▸ **What you need to do**:
Restate the records below word for word, leaving nothing out.

Stored data entries
++++++++++++++++++++
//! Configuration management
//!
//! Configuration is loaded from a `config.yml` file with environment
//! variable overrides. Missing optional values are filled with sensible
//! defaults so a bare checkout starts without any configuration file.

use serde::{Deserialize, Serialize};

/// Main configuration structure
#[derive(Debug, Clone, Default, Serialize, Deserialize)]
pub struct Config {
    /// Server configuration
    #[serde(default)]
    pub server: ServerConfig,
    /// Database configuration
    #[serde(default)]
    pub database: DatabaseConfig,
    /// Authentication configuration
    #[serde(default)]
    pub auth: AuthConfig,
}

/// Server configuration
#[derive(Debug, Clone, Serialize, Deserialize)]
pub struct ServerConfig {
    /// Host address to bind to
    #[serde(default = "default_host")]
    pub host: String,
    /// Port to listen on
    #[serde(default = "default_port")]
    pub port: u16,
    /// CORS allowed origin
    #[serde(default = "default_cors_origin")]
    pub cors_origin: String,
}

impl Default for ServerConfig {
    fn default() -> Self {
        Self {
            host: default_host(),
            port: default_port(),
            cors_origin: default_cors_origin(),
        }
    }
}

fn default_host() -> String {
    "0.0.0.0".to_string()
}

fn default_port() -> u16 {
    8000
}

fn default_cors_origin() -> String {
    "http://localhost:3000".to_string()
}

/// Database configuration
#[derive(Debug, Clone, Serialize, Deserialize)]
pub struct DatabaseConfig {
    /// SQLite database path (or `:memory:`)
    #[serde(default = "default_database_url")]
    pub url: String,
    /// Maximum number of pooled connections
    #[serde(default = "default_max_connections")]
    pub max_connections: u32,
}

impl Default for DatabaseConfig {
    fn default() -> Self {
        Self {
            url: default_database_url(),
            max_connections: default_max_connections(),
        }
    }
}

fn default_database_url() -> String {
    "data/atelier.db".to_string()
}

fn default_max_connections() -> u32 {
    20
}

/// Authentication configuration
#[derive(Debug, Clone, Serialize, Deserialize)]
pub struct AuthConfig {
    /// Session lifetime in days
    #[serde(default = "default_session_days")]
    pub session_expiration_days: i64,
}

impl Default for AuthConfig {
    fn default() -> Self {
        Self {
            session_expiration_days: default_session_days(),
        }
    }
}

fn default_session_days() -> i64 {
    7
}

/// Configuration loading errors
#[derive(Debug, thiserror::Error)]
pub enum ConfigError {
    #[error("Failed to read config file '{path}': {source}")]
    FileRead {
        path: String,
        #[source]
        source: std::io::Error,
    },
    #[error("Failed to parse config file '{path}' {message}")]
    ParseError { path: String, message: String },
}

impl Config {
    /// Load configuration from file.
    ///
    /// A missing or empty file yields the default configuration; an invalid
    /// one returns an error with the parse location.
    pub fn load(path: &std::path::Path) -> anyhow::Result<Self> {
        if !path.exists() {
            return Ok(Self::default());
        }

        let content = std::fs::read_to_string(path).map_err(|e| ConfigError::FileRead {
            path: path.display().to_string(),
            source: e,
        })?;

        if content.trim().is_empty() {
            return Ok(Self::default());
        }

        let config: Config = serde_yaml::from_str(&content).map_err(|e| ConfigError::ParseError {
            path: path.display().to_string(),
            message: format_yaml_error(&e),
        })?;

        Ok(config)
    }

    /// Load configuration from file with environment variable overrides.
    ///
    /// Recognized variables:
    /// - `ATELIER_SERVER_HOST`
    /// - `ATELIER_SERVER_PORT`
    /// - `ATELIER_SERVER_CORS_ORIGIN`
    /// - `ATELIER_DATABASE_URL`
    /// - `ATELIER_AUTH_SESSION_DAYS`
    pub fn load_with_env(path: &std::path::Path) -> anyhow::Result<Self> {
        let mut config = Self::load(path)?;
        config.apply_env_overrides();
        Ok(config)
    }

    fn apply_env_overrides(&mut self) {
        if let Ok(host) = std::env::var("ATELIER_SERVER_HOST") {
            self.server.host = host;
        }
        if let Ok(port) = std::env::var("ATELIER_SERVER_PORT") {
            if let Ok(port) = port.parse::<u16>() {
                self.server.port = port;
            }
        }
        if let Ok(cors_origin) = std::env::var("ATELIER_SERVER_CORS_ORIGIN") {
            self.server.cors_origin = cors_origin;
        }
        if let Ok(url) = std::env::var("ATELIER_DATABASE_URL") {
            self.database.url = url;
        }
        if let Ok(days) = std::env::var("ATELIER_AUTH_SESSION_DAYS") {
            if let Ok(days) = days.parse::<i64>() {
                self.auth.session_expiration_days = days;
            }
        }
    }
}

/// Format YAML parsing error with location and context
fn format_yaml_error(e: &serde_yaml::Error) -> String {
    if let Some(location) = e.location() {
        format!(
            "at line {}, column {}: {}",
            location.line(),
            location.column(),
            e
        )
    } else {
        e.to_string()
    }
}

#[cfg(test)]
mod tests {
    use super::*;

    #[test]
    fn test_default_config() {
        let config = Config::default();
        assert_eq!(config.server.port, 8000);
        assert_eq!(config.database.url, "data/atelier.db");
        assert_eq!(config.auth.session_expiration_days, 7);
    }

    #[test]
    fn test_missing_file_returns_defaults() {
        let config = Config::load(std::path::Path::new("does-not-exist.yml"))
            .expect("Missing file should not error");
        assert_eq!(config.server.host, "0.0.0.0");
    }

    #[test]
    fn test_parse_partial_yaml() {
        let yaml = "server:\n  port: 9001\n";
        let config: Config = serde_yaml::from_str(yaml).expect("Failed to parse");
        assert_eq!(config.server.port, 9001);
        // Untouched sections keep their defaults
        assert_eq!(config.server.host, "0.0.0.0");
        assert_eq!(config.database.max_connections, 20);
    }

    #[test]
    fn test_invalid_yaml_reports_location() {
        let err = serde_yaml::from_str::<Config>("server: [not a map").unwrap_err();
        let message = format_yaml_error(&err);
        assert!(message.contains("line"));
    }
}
++++++++++++++++++++
▸ **Response to this task**:
//! Configuration management
//!
//! Configuration is loaded from a `config.yml` file with environment
//! variable overrides. Missing optional values are filled with sensible
//! defaults so a bare checkout starts without any configuration file.

use serde::{Deserialize, Serialize};

/// Main configuration structure
#[derive(Debug, Clone, Default, Serialize, Deserialize)]
pub struct Config {
    /// Server configuration
    #[serde(default)]
    pub server: ServerConfig,
    /// Database configuration
    #[serde(default)]
    pub database: DatabaseConfig,
    /// Authentication configuration
    #[serde(default)]
    pub auth: AuthConfig,
}

/// Server configuration
#[derive(Debug, Clone, Serialize, Deserialize)]
pub struct ServerConfig {
    /// Host address to bind to
    #[serde(default = "default_host")]
    pub host: String,
    /// Port to listen on
    #[serde(default = "default_port")]
    pub port: u16,
    /// CORS allowed origin
    #[serde(default = "default_cors_origin")]
    pub cors_origin: String,
}

impl Default for ServerConfig {
    fn default() -> Self {
        Self {
            host: default_host(),
            port: default_port(),
            cors_origin: default_cors_origin(),
        }
    }
}

fn default_host() -> String {
    "0.0.0.0".to_string()
}

fn default_port() -> u16 {
    8000
}

fn default_cors_origin() -> String {
    "http://localhost:3000".to_string()
}

/// Database configuration
#[derive(Debug, Clone, Serialize, Deserialize)]
pub struct DatabaseConfig {
    /// SQLite database path (or `:memory:`)
    #[serde(default = "default_database_url")]
    pub url: String,
    /// Maximum number of pooled connections
    #[serde(default = "default_max_connections")]
    pub max_connections: u32,
}

impl Default for DatabaseConfig {
    fn default() -> Self {
        Self {
            url: default_database_url(),
            max_connections: default_max_connections(),
        }
    }
}

fn default_database_url() -> String {
    "data/atelier.db".to_string()
}

fn default_max_connections() -> u32 {
    20
}

/// Authentication configuration
#[derive(Debug, Clone, Serialize, Deserialize)]
pub struct AuthConfig {
    /// Session lifetime in days
    #[serde(default = "default_session_days")]
    pub session_expiration_days: i64,
}

impl Default for AuthConfig {
    fn default() -> Self {
        Self {
            session_expiration_days: default_session_days(),
        }
    }
}

fn default_session_days() -> i64 {
    7
}

/// Configuration loading errors
#[derive(Debug, thiserror::Error)]
pub enum ConfigError {
    #[error("Failed to read config file '{path}': {source}")]
    FileRead {
        path: String,
        #[source]
        source: std::io::Error,
    },
    #[error("Failed to parse config file '{path}' {message}")]
    ParseError { path: String, message: String },
}

impl Config {
    /// Load configuration from file.
    ///
    /// A missing or empty file yields the default configuration; an invalid
    /// one returns an error with the parse location.
    pub fn load(path: &std::path::Path) -> anyhow::Result<Self> {
        if !path.exists() {
            return Ok(Self::default());
        }

        let content = std::fs::read_to_string(path).map_err(|e| ConfigError::FileRead {
            path: path.display().to_string(),
            source: e,
        })?;

        if content.trim().is_empty() {
            return Ok(Self::default());
        }

        let config: Config = serde_yaml::from_str(&content).map_err(|e| ConfigError::ParseError {
            path: path.display().to_string(),
            message: format_yaml_error(&e),
        })?;

        Ok(config)
    }

    /// Load configuration from file with environment variable overrides.
    ///
    /// Recognized variables:
    /// - `ATELIER_SERVER_HOST`
    /// - `ATELIER_SERVER_PORT`
    /// - `ATELIER_SERVER_CORS_ORIGIN`
    /// - `ATELIER_DATABASE_URL`
    /// - `ATELIER_AUTH_SESSION_DAYS`
    pub fn load_with_env(path: &std::path::Path) -> anyhow::Result<Self> {
        let mut config = Self::load(path)?;
        config.apply_env_overrides();
        Ok(config)
    }

    fn apply_env_overrides(&mut self) {
        if let Ok(host) = std::env::var("ATELIER_SERVER_HOST") {
            self.server.host = host;
        }
        if let Ok(port) = std::env::var("ATELIER_SERVER_PORT") {
            if let Ok(port) = port.parse::<u16>() {
                self.server.port = port;
            }
        }
        if let Ok(cors_origin) = std::env::var("ATELIER_SERVER_CORS_ORIGIN") {
            self.server.cors_origin = cors_origin;
        }
        if let Ok(url) = std::env::var("ATELIER_DATABASE_URL") {
            self.database.url = url;
        }
        if let Ok(days) = std::env::var("ATELIER_AUTH_SESSION_DAYS") {
            if let Ok(days) = days.parse::<i64>() {
                self.auth.session_expiration_days = days;
            }
        }
    }
}

/// Format YAML parsing error with location and context
fn format_yaml_error(e: &serde_yaml::Error) -> String {
    if let Some(location) = e.location() {
        format!(
            "at line {}, column {}: {}",
            location.line(),
            location.column(),
            e
        )
    } else {
        e.to_string()
    }
}

#[cfg(test)]
mod tests {
    use super::*;

    #[test]
    fn test_default_config() {
        let config = Config::default();
        assert_eq!(config.server.port, 8000);
        assert_eq!(config.database.url, "data/atelier.db");
        assert_eq!(config.auth.session_expiration_days, 7);
    }

    #[test]
    fn test_missing_file_returns_defaults() {
        let config = Config::load(std::path::Path::new("does-not-exist.yml"))
            .expect("Missing file should not error");
        assert_eq!(config.server.host, "0.0.0.0");
    }

    #[test]
    fn test_parse_partial_yaml() {
        let yaml = "server:\n  port: 9001\n";
        let config: Config = serde_yaml::from_str(yaml).expect("Failed to parse");
        assert_eq!(config.server.port, 9001);
        // Untouched sections keep their defaults
        assert_eq!(config.server.host, "0.0.0.0");
        assert_eq!(config.database.max_connections, 20);
    }

    #[test]
    fn test_invalid_yaml_reports_location() {
        let err = serde_yaml::from_str::<Config>("server: [not a map").unwrap_err();
        let message = format_yaml_error(&err);
        assert!(message.contains("line"));
    }
}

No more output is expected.